Interview Questions

Introduction

Why Agile?

In today’s highly competitive IT business, companies experience massive pressures to be as effective and efficient as possible in developing and delivering successful software solutions.

If you don’t find strategies to reduce the cost of software development, your competitors will, allowing them to undercut your prices,to offer to develop and deliver products faster,and ultimately to steal business from you.Often in the past,testing was an afterthought; now it is increasingly seen as the essential activity in software development and delivery. However, poor or ineffective testing can be just as bad as no testing and may cost significant time,effort,and money, but ultimately fail to improve software quality, with the result that your customers are the ones who find and report the defects in your software! If testing is the right thing to do, how can you ensure that you are doing testing right?

If you ask managers involved in producing software whether they follow industry best practices in their development and testing activities,almost all of them will confidently assure you that they do. The reality is often far less clear; even where a large formal process documenting best development and testing practice has been introduced into an organization,it is very likely that different members of the team will apply their own testing techniques, employ a variety of different documentation(such as their own copies of test plans and test scripts), and use different approaches for assessing and reporting testing progress on different projects. Even the language is likely to be different, with staff using a variety of terms for the same thing, as well as using thesame terms for different things!Just how much time, effort,and money does this testing chaos cost your organization?

Can you estimate just how much risk a project carries in terms of late delivery, with poor testing resulting in the release of poor-quality software? To put this in perspective,the U.S. National Institute of Standards and Technology recently reported that, for every $1 million spent on software implementations, businesses typically incur more than $210,000 (or between a fifth and a quarter of the overall budget)of additional costs caused by problems associated with impact of post implementation faults[1].

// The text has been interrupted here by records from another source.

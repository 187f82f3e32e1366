use crate::RoundError;

use super::Card;

/// Total of a hand, with whether an Ace is still counted as 11.
#[derive(Debug, Clone, Copy, PartialEq, Eq)]
pub struct HandValue {
    pub total: u8,
    pub soft: bool,
}

/// Represents the cards of one player hand or of the dealer, in the order they were received.
#[derive(Debug, Clone, Default, PartialEq)]
pub struct Hand {
    cards: Vec<Card>,
}

impl Hand {
    pub fn new() -> Hand {
        Hand {
            cards: Vec::with_capacity(4),
        }
    }

    pub fn from_cards(cards: &[Card]) -> Hand {
        Hand {
            cards: cards.to_vec(),
        }
    }

    pub fn add_card(&mut self, card: Card) {
        self.cards.push(card);
    }

    pub fn clear(&mut self) {
        self.cards.clear();
    }

    /// Counts every Ace as 11 first, then turns them into 1 one by one while the total is above 21.
    pub fn value(&self) -> HandValue {
        let mut total: u8 = 0;
        let mut aces_as_eleven = 0;
        for card in &self.cards {
            if card.is_ace() {
                aces_as_eleven += 1;
                total += 11;
            } else {
                total += card.blackjack_value();
            }
        }
        while total > 21 && aces_as_eleven > 0 {
            total -= 10;
            aces_as_eleven -= 1;
        }
        HandValue {
            total,
            soft: aces_as_eleven > 0 && total <= 21,
        }
    }

    pub fn total(&self) -> u8 {
        self.value().total
    }

    pub fn is_soft(&self) -> bool {
        self.value().soft
    }

    pub fn is_blackjack(&self) -> bool {
        self.cards.len() == 2 && self.total() == 21
    }

    pub fn is_bust(&self) -> bool {
        self.total() > 21
    }

    /// Two cards of the same rank. A Jack and a Queen are not a pair.
    pub fn can_split(&self) -> bool {
        self.cards.len() == 2 && self.cards[0].face_value == self.cards[1].face_value
    }

    pub fn len(&self) -> usize {
        self.cards.len()
    }

    pub fn is_empty(&self) -> bool {
        self.cards.is_empty()
    }

    pub fn cards(&self) -> &[Card] {
        &self.cards
    }

    /// Removes and returns the second card of a pair, leaving the first one.
    pub fn split(&mut self) -> Result<Card, RoundError> {
        if !self.can_split() {
            return Err(RoundError::NotSplittable);
        }
        self.cards.pop().ok_or(RoundError::NotSplittable)
    }
}

impl std::fmt::Display for Hand {
    fn fmt(&self, f: &mut std::fmt::Formatter<'_>) -> std::fmt::Result {
        if self.cards.is_empty() {
            return write!(f, "Empty hand");
        }
        let cards: Vec<String> = self.cards.iter().map(|c| c.to_string()).collect();
        let value = self.value();
        write!(f, "[{}] = {}", cards.join(", "), value.total)?;
        if value.soft {
            write!(f, " (soft)")?;
        }
        if self.is_blackjack() {
            write!(f, " BLACKJACK!")?;
        }
        Ok(())
    }
}

#[cfg(test)]
mod tests {
    use crate::simulation::Suit;
    use rand::{rngs::StdRng, Rng, SeedableRng};

    use super::*;

    fn card(face_value: u8) -> Card {
        Card {
            face_value,
            suit: Suit::Spade,
        }
    }

    #[test]
    fn soft_ace_becomes_hard() {
        let mut hand = Hand::from_cards(&[card(1), card(6)]);
        assert_eq!(hand.value(), HandValue { total: 17, soft: true });
        hand.add_card(card(9));
        assert_eq!(hand.value(), HandValue { total: 16, soft: false });
    }

    #[test]
    fn two_aces_are_soft_twelve() {
        let hand = Hand::from_cards(&[card(1), card(1)]);
        assert_eq!(hand.value(), HandValue { total: 12, soft: true });
        assert!(hand.can_split());
    }

    #[test]
    fn blackjack_needs_exactly_two_cards() {
        let natural = Hand::from_cards(&[card(1), card(13)]);
        assert!(natural.is_blackjack());
        let three_card_21 = Hand::from_cards(&[card(7), card(7), card(7)]);
        assert_eq!(three_card_21.total(), 21);
        assert!(!three_card_21.is_blackjack());
    }

    #[test]
    fn face_cards_of_different_rank_cannot_split() {
        let hand = Hand::from_cards(&[card(11), card(12)]);
        assert_eq!(hand.total(), 20);
        assert!(!hand.can_split());
        let mut kings = Hand::from_cards(&[card(13), card(13)]);
        assert!(kings.can_split());
        assert_eq!(kings.split().unwrap(), card(13));
        assert_eq!(kings.len(), 1);
    }

    #[test]
    fn should_split_successfully() {
        let first = Card {
            face_value: 8,
            suit: Suit::Diamond,
        };
        let second = Card {
            face_value: 8,
            suit: Suit::Club,
        };
        let mut hand = Hand::from_cards(&[first, second]);
        assert_eq!(hand.split().unwrap(), second);
        assert_eq!(hand.cards(), &[first]);
        assert!(matches!(hand.split(), Err(RoundError::NotSplittable)));
    }

    #[test]
    fn value_invariants_hold_for_random_hands() {
        let mut rng = StdRng::seed_from_u64(11);
        for _ in 0..500 {
            let mut hand = Hand::new();
            let mut hard_sum: u32 = 0;
            for _ in 0..rng.gen_range(1..8) {
                let c = card(rng.gen_range(1..=13));
                hard_sum += c.blackjack_value() as u32;
                hand.add_card(c);

                let value = hand.value();
                let has_ace = hand.cards().iter().any(|c| c.is_ace());
                if value.soft {
                    assert!(value.total <= 21);
                    assert_eq!(value.total as u32, hard_sum + 10);
                } else {
                    assert_eq!(value.total as u32, hard_sum);
                    assert!(!has_ace || hard_sum + 10 > 21);
                }
                assert_eq!(hand.is_bust(), value.total > 21);
                if hand.is_blackjack() {
                    assert_eq!(hand.len(), 2);
                    assert_eq!(value.total, 21);
                }
            }
        }
    }
}
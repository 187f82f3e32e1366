use std::fs::{self, File};
use std::path::{Path, PathBuf};
use std::sync::atomic::{AtomicBool, Ordering};
use std::sync::Arc;
use std::thread::{self, JoinHandle};
use std::time::{SystemTime, UNIX_EPOCH};

use blackjack::agent::Hyperparameters;
use blackjack::training::TrainingConfig;
use blackjack::{Rule, RuleError, RulesPreset};
use serde::{Deserialize, Deserializer, Serialize};
use serde_yaml::{Mapping, Value};
use thiserror::Error;

/// Config file read when `--config` is not given, if it exists.
pub const DEFAULT_CONFIG_PATH: &str = "~/.blackjack.yml";

#[derive(Debug, Error)]
pub enum ConfigError {
    #[error("cannot read config file {path}: {source}")]
    Io {
        path: PathBuf,
        source: std::io::Error,
    },
    #[error("invalid config: {0}")]
    Parse(#[from] serde_yaml::Error),
    #[error(transparent)]
    Rule(#[from] RuleError),
    #[error("invalid config: {0}")]
    Invalid(String),
}

/// Every key a config file may set. Missing keys keep their default.
#[derive(Debug, Clone, PartialEq, Serialize, Deserialize)]
#[serde(default)]
pub struct Config {
    pub episodes: u64,

    pub learning_rate: f64,
    pub discount_factor: f64,
    pub epsilon: f64,
    pub epsilon_decay: f64,
    pub epsilon_min: f64,

    pub eval_frequency: u64,
    pub eval_games: u64,
    pub checkpoint_frequency: u64,
    pub checkpoint_dir: String,
    pub log_dir: String,
    pub report_dir: String,
    #[serde(deserialize_with = "flag")]
    pub verbose: bool,
    pub early_stopping_patience: u64,
    pub min_improvement: f64,
    pub seed: Option<u64>,

    pub rules_preset: String,
    pub num_decks: Option<u8>,
    #[serde(deserialize_with = "optional_flag")]
    pub dealer_hits_soft_17: Option<bool>,
    #[serde(deserialize_with = "optional_flag")]
    pub surrender: Option<bool>,
    pub penetration: Option<f64>,
}

impl Default for Config {
    fn default() -> Self {
        let params = Hyperparameters::default();
        Config {
            episodes: 1_000_000,
            learning_rate: params.learning_rate,
            discount_factor: params.discount_factor,
            epsilon: params.epsilon,
            epsilon_decay: params.epsilon_decay,
            epsilon_min: params.epsilon_min,
            eval_frequency: 10_000,
            eval_games: 1_000,
            checkpoint_frequency: 50_000,
            checkpoint_dir: String::from("./checkpoints"),
            log_dir: String::from("./logs"),
            report_dir: String::from("./reports"),
            verbose: true,
            early_stopping_patience: 10,
            min_improvement: 0.001,
            seed: None,
            rules_preset: RulesPreset::VegasStrip.name().to_string(),
            num_decks: None,
            dealer_hits_soft_17: None,
            surrender: None,
            penetration: None,
        }
    }
}

impl Config {
    /// Reads `.yml`/`.yaml` files as YAML and anything else as `key = value` lines.
    pub fn load(path: &Path) -> Result<Config, ConfigError> {
        let content = fs::read_to_string(path).map_err(|source| ConfigError::Io {
            path: path.to_path_buf(),
            source,
        })?;
        let is_yaml = matches!(
            path.extension().and_then(|e| e.to_str()),
            Some("yml") | Some("yaml")
        );
        if is_yaml {
            Ok(serde_yaml::from_str(&content)?)
        } else {
            Config::from_ini_str(&content)
        }
    }

    pub fn from_ini_str(content: &str) -> Result<Config, ConfigError> {
        let mapping = parse_ini(content);
        Ok(serde_yaml::from_value(Value::Mapping(mapping))?)
    }

    pub fn hyperparameters(&self) -> Hyperparameters {
        Hyperparameters {
            learning_rate: self.learning_rate,
            discount_factor: self.discount_factor,
            epsilon: self.epsilon,
            epsilon_decay: self.epsilon_decay,
            epsilon_min: self.epsilon_min,
        }
    }

    /// The preset's rules with the per-field overrides applied.
    pub fn rule(&self) -> Result<Rule, ConfigError> {
        let mut rule = rule_from_preset(&self.rules_preset);
        if let Some(decks) = self.num_decks {
            rule.number_of_decks = decks;
        }
        if let Some(h17) = self.dealer_hits_soft_17 {
            rule.dealer_hit_on_soft17 = h17;
        }
        if let Some(surrender) = self.surrender {
            rule.allow_late_surrender = surrender;
        }
        if let Some(penetration) = self.penetration {
            rule.penetration = penetration;
        }
        rule.validate()?;
        Ok(rule)
    }

    pub fn training_config(&self) -> Result<TrainingConfig, ConfigError> {
        let hyperparameters = self.hyperparameters();
        hyperparameters
            .validate()
            .map_err(|e| ConfigError::Invalid(e.to_string()))?;
        Ok(TrainingConfig {
            episodes: self.episodes,
            eval_frequency: self.eval_frequency,
            eval_games: self.eval_games,
            checkpoint_frequency: self.checkpoint_frequency,
            checkpoint_dir: expand_home(&self.checkpoint_dir),
            log_dir: expand_home(&self.log_dir),
            report_dir: expand_home(&self.report_dir),
            rule: self.rule()?,
            rules_preset: self.rules_preset.clone(),
            verbose: self.verbose,
            early_stopping_patience: self.early_stopping_patience,
            min_improvement: self.min_improvement,
            seed: self.seed,
            hyperparameters,
        })
    }
}

/// Rules for a hyphenated preset name. Unknown names fall back to the default rules.
pub fn rule_from_preset(name: &str) -> Rule {
    match name.parse::<RulesPreset>() {
        Ok(preset) => preset.rule(),
        Err(_) => {
            log::warn!(
                "unknown rules preset '{}', falling back to default rules",
                name
            );
            Rule::default()
        }
    }
}

/// `key = value` pairs, one per line. `#` starts a comment; lines without `=`
/// are skipped. Values are read as YAML scalars so numbers and booleans keep
/// their type, and empty values are left out.
fn parse_ini(content: &str) -> Mapping {
    let mut mapping = Mapping::new();
    for line in content.lines() {
        let line = match line.find('#') {
            Some(pos) => &line[..pos],
            None => line,
        };
        let Some((key, value)) = line.split_once('=') else {
            continue;
        };
        let (key, value) = (key.trim(), value.trim());
        if key.is_empty() || value.is_empty() {
            continue;
        }
        let value = serde_yaml::from_str::<Value>(value)
            .unwrap_or_else(|_| Value::String(value.to_string()));
        mapping.insert(Value::String(key.to_string()), value);
    }
    mapping
}

#[derive(Deserialize)]
#[serde(untagged)]
enum Flag {
    Bool(bool),
    Int(i64),
    Text(String),
}

impl Flag {
    fn into_bool<E: serde::de::Error>(self) -> Result<bool, E> {
        match self {
            Flag::Bool(b) => Ok(b),
            Flag::Int(1) => Ok(true),
            Flag::Int(0) => Ok(false),
            Flag::Text(text) if text == "true" || text == "yes" || text == "1" => Ok(true),
            Flag::Text(text) if text == "false" || text == "no" || text == "0" => Ok(false),
            Flag::Int(n) => Err(E::custom(format!(
                "expected bool (true/false/1/0/yes/no), got '{}'",
                n
            ))),
            Flag::Text(text) => Err(E::custom(format!(
                "expected bool (true/false/1/0/yes/no), got '{}'",
                text
            ))),
        }
    }
}

fn flag<'de, D: Deserializer<'de>>(deserializer: D) -> Result<bool, D::Error> {
    Flag::deserialize(deserializer)?.into_bool()
}

fn optional_flag<'de, D: Deserializer<'de>>(deserializer: D) -> Result<Option<bool>, D::Error> {
    Option::<Flag>::deserialize(deserializer)?
        .map(Flag::into_bool)
        .transpose()
}

/// Replaces a leading `~/` with the home directory.
pub fn expand_home(path: &str) -> PathBuf {
    if let Some(rest) = path.strip_prefix("~/") {
        if let Some(home_dir) = home::home_dir() {
            return home_dir.join(rest);
        }
    }
    PathBuf::from(path)
}

/// The file to read: the given path, or the default config when it exists.
pub fn resolve_config_path(path: Option<&Path>) -> Option<PathBuf> {
    match path {
        Some(path) => Some(path.to_path_buf()),
        None => {
            let default = expand_home(DEFAULT_CONFIG_PATH);
            default.is_file().then_some(default)
        }
    }
}

/// Terminal logging at INFO (WARN when not verbose) plus a DEBUG log file
/// `<log_dir>/<unix seconds>.log`. Returns the file's path.
pub fn init_logging(log_dir: &Path, verbose: bool) -> anyhow::Result<PathBuf> {
    fs::create_dir_all(log_dir)?;
    let config = simplelog::ConfigBuilder::new()
        .set_location_level(log::LevelFilter::Off)
        .set_target_level(log::LevelFilter::Off)
        .set_thread_level(log::LevelFilter::Off)
        .build();
    let time = SystemTime::now()
        .duration_since(UNIX_EPOCH)
        .map(|d| d.as_secs())
        .unwrap_or_default();
    let path = log_dir.join(format!("{}.log", time));
    let file = simplelog::WriteLogger::new(
        log::LevelFilter::Debug,
        config.clone(),
        File::create(&path)?,
    );
    let term_level = if verbose {
        log::LevelFilter::Info
    } else {
        log::LevelFilter::Warn
    };
    let term = simplelog::TermLogger::new(
        term_level,
        config,
        simplelog::TerminalMode::Mixed,
        simplelog::ColorChoice::Auto,
    );
    simplelog::CombinedLogger::init(vec![term, file])?;
    Ok(path)
}

/// Terminal logging only, for the interactive front-end.
pub fn init_terminal_logging(level: log::LevelFilter) -> anyhow::Result<()> {
    simplelog::TermLogger::init(
        level,
        simplelog::Config::default(),
        simplelog::TerminalMode::Stderr,
        simplelog::ColorChoice::Auto,
    )?;
    Ok(())
}

/// Sets `stop` on the first SIGINT or SIGTERM; a second one exits at once.
/// The listener runs its own single-threaded runtime on a helper thread.
pub fn spawn_signal_listener(stop: Arc<AtomicBool>) -> std::io::Result<JoinHandle<()>> {
    let runtime = tokio::runtime::Builder::new_current_thread()
        .enable_all()
        .build()?;
    thread::Builder::new()
        .name(String::from("signals"))
        .spawn(move || {
            runtime.block_on(async move {
                let signum = wait_for_signal().await;
                println!("\n\nInterrupt signal ({}) received.", signum);
                println!("Requesting clean stop...");
                stop.store(true, Ordering::SeqCst);

                wait_for_signal().await;
                log::warn!("second interrupt received, exiting immediately");
                std::process::exit(130);
            })
        })
}

#[cfg(unix)]
async fn wait_for_signal() -> i32 {
    use tokio::signal::unix::{signal, SignalKind};

    match signal(SignalKind::terminate()) {
        Ok(mut terminate) => tokio::select! {
            _ = tokio::signal::ctrl_c() => 2,
            _ = terminate.recv() => 15,
        },
        Err(err) => {
            log::warn!("cannot listen for SIGTERM: {}", err);
            let _ = tokio::signal::ctrl_c().await;
            2
        }
    }
}

#[cfg(not(unix))]
async fn wait_for_signal() -> i32 {
    let _ = tokio::signal::ctrl_c().await;
    2
}

#[cfg(test)]
mod tests {
    use super::*;

    const TYPICAL_INI: &str = "\
# training run
episodes = 200000
learning_rate = 0.05   # slower
epsilon_decay=0.9999

verbose = no
eval_frequency = 5000
checkpoint_dir = ~/bj/checkpoints
rules_preset = downtown
dealer_hits_soft_17 = 0
not a pair
";

    #[test]
    fn defaults_without_keys() {
        let config = Config::from_ini_str("").unwrap();
        assert_eq!(config, Config::default());
        let training = config.training_config().unwrap();
        assert_eq!(training.episodes, 1_000_000);
        assert_eq!(training.eval_games, 1_000);
        assert_eq!(training.checkpoint_dir, PathBuf::from("./checkpoints"));
        assert_eq!(training.rule, RulesPreset::VegasStrip.rule());
        assert_eq!(training.hyperparameters, Hyperparameters::default());
    }

    #[test]
    fn can_read_ini() {
        let config = Config::from_ini_str(TYPICAL_INI).unwrap();
        assert_eq!(config.episodes, 200_000);
        assert_eq!(config.learning_rate, 0.05);
        assert_eq!(config.epsilon_decay, 0.9999);
        assert!(!config.verbose);
        assert_eq!(config.eval_frequency, 5_000);
        assert_eq!(config.rules_preset, "downtown");
        assert_eq!(config.dealer_hits_soft_17, Some(false));
        assert_eq!(config.surrender, None);

        let rule = config.rule().unwrap();
        assert_eq!(rule.number_of_decks, 2);
        assert!(!rule.dealer_hit_on_soft17);
        assert!(rule.allow_late_surrender);

        let training = config.training_config().unwrap();
        if let Some(home_dir) = home::home_dir() {
            assert_eq!(training.checkpoint_dir, home_dir.join("bj/checkpoints"));
        }
    }

    #[test]
    fn flags_accept_words_and_digits() {
        for (text, expected) in [("true", true), ("yes", true), ("1", true), ("no", false), ("0", false)] {
            let config = Config::from_ini_str(&format!("surrender = {}", text)).unwrap();
            assert_eq!(config.surrender, Some(expected));
        }
        assert!(Config::from_ini_str("verbose = maybe").is_err());
    }

    #[test]
    fn should_return_error_on_bad_number() {
        let err = Config::from_ini_str("episodes = lots").unwrap_err();
        assert!(matches!(err, ConfigError::Parse(_)));
    }

    #[test]
    fn unknown_preset_falls_back_to_default_rules() {
        let config = Config::from_ini_str("rules_preset = mars").unwrap();
        assert_eq!(config.rule().unwrap(), Rule::default());
    }

    #[test]
    fn overrides_are_validated() {
        let config = Config::from_ini_str("num_decks = 0").unwrap();
        assert!(config.rule().is_err());
        let config = Config::from_ini_str("penetration = 1.5").unwrap();
        assert!(config.training_config().is_err());
        let config = Config::from_ini_str("epsilon_min = 2.0").unwrap();
        assert!(config.training_config().is_err());
    }

    #[test]
    fn loads_yaml_and_ini_files() {
        let dir = tempfile::tempdir().unwrap();
        let yaml = dir.path().join("train.yml");
        fs::write(&yaml, "episodes: 300\nsurrender: true\nseed: 7\n").unwrap();
        let config = Config::load(&yaml).unwrap();
        assert_eq!(config.episodes, 300);
        assert_eq!(config.surrender, Some(true));
        assert_eq!(config.seed, Some(7));

        let ini = dir.path().join("train.ini");
        fs::write(&ini, TYPICAL_INI).unwrap();
        assert_eq!(Config::load(&ini).unwrap().episodes, 200_000);

        let missing = dir.path().join("missing.ini");
        assert!(matches!(
            Config::load(&missing),
            Err(ConfigError::Io { .. })
        ));
    }

    #[test]
    fn explicit_config_path_wins() {
        let path = PathBuf::from("run.ini");
        assert_eq!(resolve_config_path(Some(&path)), Some(path));
    }
}
mod qlearning;

use std::ffi::OsString;
use std::path::{Path, PathBuf};

use crate::qtable::QValues;
use crate::{Action, AgentError, PersistError, State};

pub use self::qlearning::{Hyperparameters, QLearningAgent};

/// One decision and what followed it. `valid_next_actions` is what the player
/// could do in `next_state`; it is empty when `done`.
#[derive(Debug, Clone, PartialEq)]
pub struct Experience {
    pub state: State,
    pub action: Action,
    pub reward: f64,
    pub next_state: State,
    pub done: bool,
    pub valid_next_actions: Vec<Action>,
}

impl Experience {
    pub fn terminal(state: State, action: Action, reward: f64) -> Experience {
        Experience {
            state,
            action,
            reward,
            next_state: State::default(),
            done: true,
            valid_next_actions: Vec::new(),
        }
    }
}

/// A learning player.
///
/// `choose_action` may explore while training; `best_action` only exploits and
/// works through a shared borrow, which is all an evaluation needs.
pub trait Agent {
    fn choose_action(
        &mut self,
        state: &State,
        valid_actions: &[Action],
        training: bool,
    ) -> Result<Action, AgentError>;

    fn best_action(&self, state: &State, valid_actions: &[Action]) -> Result<Action, AgentError>;

    fn learn(&mut self, experience: &Experience);

    fn q_value(&self, state: &State, action: Action) -> f64;

    fn q_values(&self, state: &State) -> QValues;

    /// Writes the checkpoint pair `<base>.qtable` and `<base>.meta`.
    fn save(&self, base: &Path) -> Result<(), PersistError>;

    fn load(&mut self, base: &Path) -> Result<(), PersistError>;

    fn name(&self) -> &'static str;

    fn exploration_rate(&self) -> f64 {
        0.0
    }

    fn state_count(&self) -> usize {
        0
    }
}

pub(crate) fn with_extension(base: &Path, extension: &str) -> PathBuf {
    let mut path = OsString::from(base.as_os_str());
    path.push(".");
    path.push(extension);
    PathBuf::from(path)
}
use std::fmt::Write;
use std::io::IsTerminal;

use colored::Colorize;

use crate::agent::Agent;
use crate::strategy::{comparison_actions, BasicStrategy};
use crate::State;

use super::q_margin;

const DEALER_CARDS: [u8; 10] = [2, 3, 4, 5, 6, 7, 8, 9, 10, 1];
const DEALER_LABELS: [&str; 10] = ["2", "3", "4", "5", "6", "7", "8", "9", "T", "A"];

/// Grid of the agent's greedy action for every hard and soft total against every dealer card.
#[derive(Debug, Clone, Copy)]
pub struct StrategyChart {
    /// Mismatches with a smaller Q-margin than this are shown as uncertain.
    pub margin_threshold: f64,
}

impl Default for StrategyChart {
    fn default() -> Self {
        StrategyChart {
            margin_threshold: 0.05,
        }
    }
}

impl StrategyChart {
    pub fn new(margin_threshold: f64) -> Self {
        StrategyChart { margin_threshold }
    }

    /// Colored when stdout is a terminal and `plain` is false. Plain charts
    /// mark a divergence with a lowercase letter.
    pub fn render<A: Agent + ?Sized>(&self, agent: &A, strategy: &BasicStrategy, plain: bool) -> String {
        let color = !plain && std::io::stdout().is_terminal();
        let mut out = String::new();
        // writing into a String cannot fail
        let _ = self.write_chart(agent, strategy, color, &mut out);
        out
    }

    fn write_chart<A: Agent + ?Sized>(
        &self,
        agent: &A,
        strategy: &BasicStrategy,
        color: bool,
        out: &mut String,
    ) -> std::fmt::Result {
        if color {
            writeln!(out, "\n{}", "=== Strategy Chart ===".bold())?;
            writeln!(
                out,
                "Legend: {}=matches basic strategy  {}=diverges  {}=uncertain (margin<{})",
                "H".green(),
                "H".red(),
                "H".yellow(),
                self.margin_threshold
            )?;
        } else {
            writeln!(out, "\n=== Strategy Chart ===")?;
            writeln!(out, "Legend: UPPER=matches basic strategy  lower=diverges")?;
            writeln!(out, "  margin<{} treated as uncertain", self.margin_threshold)?;
        }
        writeln!(out, "Actions: H=Hit S=Stand D=Double P=Split R=Surrender")?;

        for (title, soft) in [("--- Hard Totals ---", false), ("--- Soft Totals ---", true)] {
            if color {
                writeln!(out, "\n{}", title.bold())?;
            } else {
                writeln!(out, "\n{}", title)?;
            }
            self.write_grid(agent, strategy, soft, color, out)?;
        }
        Ok(())
    }

    fn write_grid<A: Agent + ?Sized>(
        &self,
        agent: &A,
        strategy: &BasicStrategy,
        soft: bool,
        color: bool,
        out: &mut String,
    ) -> std::fmt::Result {
        write!(out, "{:6}", "")?;
        for label in DEALER_LABELS {
            write!(out, "{:>3}", label)?;
        }
        writeln!(out)?;

        let first_row = if soft { 13 } else { 4 };
        for player_total in first_row..=21 {
            write!(out, "{:>5} ", player_total)?;
            for dealer in DEALER_CARDS {
                let state = State::new(player_total, dealer, soft);
                let valid = comparison_actions(&state);
                let Ok(action) = agent.best_action(&state, &valid) else {
                    write!(out, "  ?")?;
                    continue;
                };
                let matches = strategy.is_correct_action(&state, action);
                let symbol = action.symbol();

                if color {
                    let cell = symbol.to_string();
                    let cell = if matches {
                        cell.green()
                    } else if q_margin(agent, &state, &valid) < self.margin_threshold {
                        cell.yellow()
                    } else {
                        cell.red()
                    };
                    write!(out, "  {}", cell)?;
                } else if matches {
                    write!(out, "  {}", symbol)?;
                } else {
                    write!(out, "  {}", symbol.to_ascii_lowercase())?;
                }
            }
            writeln!(out)?;
        }
        Ok(())
    }
}

#[cfg(test)]
mod tests {
    use super::*;
    use crate::agent::{Experience, Hyperparameters, QLearningAgent};
    use crate::Action;

    #[test]
    fn plain_chart_layout() {
        let agent = QLearningAgent::with_seed(Hyperparameters::default(), 1).unwrap();
        let text = StrategyChart::default().render(&agent, &BasicStrategy::new(), true);
        let lines: Vec<&str> = text.lines().collect();

        assert!(lines.contains(&"=== Strategy Chart ==="));
        assert!(lines.contains(&"Actions: H=Hit S=Stand D=Double P=Split R=Surrender"));
        assert!(lines.contains(&"        2  3  4  5  6  7  8  9  T  A"));
        // a fresh agent hits everywhere, so hard 20 is all wrong
        assert!(lines.contains(&"   20   h  h  h  h  h  h  h  h  h  h"));
        assert!(lines.contains(&"    5   H  H  H  H  H  H  H  H  H  H"));
        // 18 hard rows and 9 soft rows
        let rows = lines
            .iter()
            .filter(|l| l.split_whitespace().count() == 11)
            .count();
        assert_eq!(rows, 27);
    }

    #[test]
    fn plain_chart_marks_single_divergence() {
        let mut agent = QLearningAgent::with_seed(Hyperparameters::default(), 1).unwrap();
        agent.learn(&Experience::terminal(State::new(12, 4, false), Action::Stand, 1.0));
        let text = StrategyChart::default().render(&agent, &BasicStrategy::new(), true);
        assert!(text.contains("   12   H  H  S  h  h  H  H  H  H  H"));
    }
}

The most common reason that companies put up with this situation is that they take a short-term view of the projects they run; it is much better to just get on with it and “make progress” than to take a more enlightened, but longer-term, view to actually address and fix the problems.

Many organizations are now adopting some form of formal test process as the solution to these problems.In this context,a process provides a means of documenting and delivering industry best practice in software development and testing to all of the staff in the organization. The process defines who should do what and when, with standard roles and responsibilities for project staff, and guidance on the correct way of completing their tasks.The process also provides standard reusable templates for things like test plans,test scripts,and testing summary reports and may even address issues of process improvement[2].Although there have been numerous attempts to produce an “industry standard” software testing process (e.g., the Software Process Engineering Metamodel [3]), many practitioners and organizations express concerns about the complexity of such processes. Typical objections include:

 _ “The process is too big” – there is just too much information involved and it takes too long to rollout, adopt, and maintain.

_ “That’s not the way we do things here” – every organization is different and there is no one-size-fits-all process.

_ “The process is too prescriptive” – a formal process stifles the creativity and intuition of bright and imaginative developers and testers.

_ “The process is too expensive” – if we are trying to reduce the cost of software development, why would we spend lots of money on somebody else’s best practices?

Interestingly, even where individuals and organizations say they have no process, this is unlikely to be true – testers may invent it on the fly each morning when they start work, but each tester will follow some consistent approach to how he or she performs their testing. It is possible for this “approach” to be successful if you are one of those talented super testers or you work in an organization that only hires “miracle QA” staff. For the rest of us, we need to rely on documented best practices to provide guidance on the who,the what,and the when of testing, and to provide reusable templates for the things we create, use, or deliver as part of our testing activities.

So, here is the challenge: how is it possible to produce good-quality software, on time and to budget, without forcing a large, unwieldy, and complex process on the developers and testers, but still providing them with sufficient guidance and best practices to enable them to be effective and efficient at their jobs? To restate this question, what is the minimum subset of industry best practice that can be used while still delivering quality software?